Senior Data Scientist - NLP Specialist
Overview
At Ascent we are building an intelligent compliance platform that enables compliance professionals to easily track and understand their compliance obligations and related regulation. To support that platform, we are also building a full data science platform and team to help improve our efficiency at processing regulations and unlock new features using fundamentally creative approaches.
We are looking for experienced, passionate data scientists to help us build and maintain models that help solve a wide variety of problems. As a Senior Data Scientist and NLP Specialist at Ascent, you will be focused on creatively applying truly cutting edge research, including a variety of deep learning approaches, to our hardest problems, as well as mentoring less experienced data scientists.

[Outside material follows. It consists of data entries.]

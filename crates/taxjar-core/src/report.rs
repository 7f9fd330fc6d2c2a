use time::Date;

use crate::domain::SkipReason;
use crate::window::query_date;

/// A list entry that produced no record, and why.
#[derive(Debug, Clone, PartialEq, Eq)]
pub struct SkippedOrder {
    /// The entry as listed, which may be blank.
    pub reference: String,
    pub reason: SkipReason,
}

/// Counts for one day of the window.
#[derive(Debug, Clone, PartialEq, Eq)]
pub struct DaySummary {
    pub date: Date,
    /// References returned by the list endpoint.
    pub listed: usize,
    /// Records handed to the sink.
    pub loaded: usize,
    pub skipped: Vec<SkippedOrder>,
}

impl DaySummary {
    pub fn new(date: Date, listed: usize) -> Self {
        Self {
            date,
            listed,
            loaded: 0,
            skipped: Vec::new(),
        }
    }

    pub fn query_date(&self) -> String {
        query_date(self.date)
    }
}

/// Per-day summaries of a completed run, in window order.
#[derive(Debug, Clone, Default, PartialEq, Eq)]
pub struct ExtractionReport {
    pub days: Vec<DaySummary>,
}

impl ExtractionReport {
    pub fn emitted(&self) -> usize {
        self.days.iter().map(|day| day.loaded).sum()
    }

    pub fn skipped(&self) -> usize {
        self.days.iter().map(|day| day.skipped.len()).sum()
    }

    pub fn listed(&self) -> usize {
        self.days.iter().map(|day| day.listed).sum()
    }
}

You may be thinking about novel ways of applying different language models to the Regulatory domain, or better ways of representing additional context and knowledge alongside text in sequential models. You’ll be expected to understand NLP at a fundamental level and use that understanding to create original and effective solutions. You’ll also help us think about the ethics of the models we build and how we can lead by example in the way we do our work.
Your day-to-day work will include working closely with business users, our regulation content team, and the rest of our data scientists and engineers to: a) use state-of-the-art NLP to automate significant sections of the workflow involved in onboarding and managing regulations; b) uncover novel features and information from text to enable new product features (e.g. finding related groups of regulation across regulators); c) deploy, monitor, and maintain models to actually solve problems in production; and d) experiment with creative solutions to problems that use new research and tools and disseminate new knowledge to the team.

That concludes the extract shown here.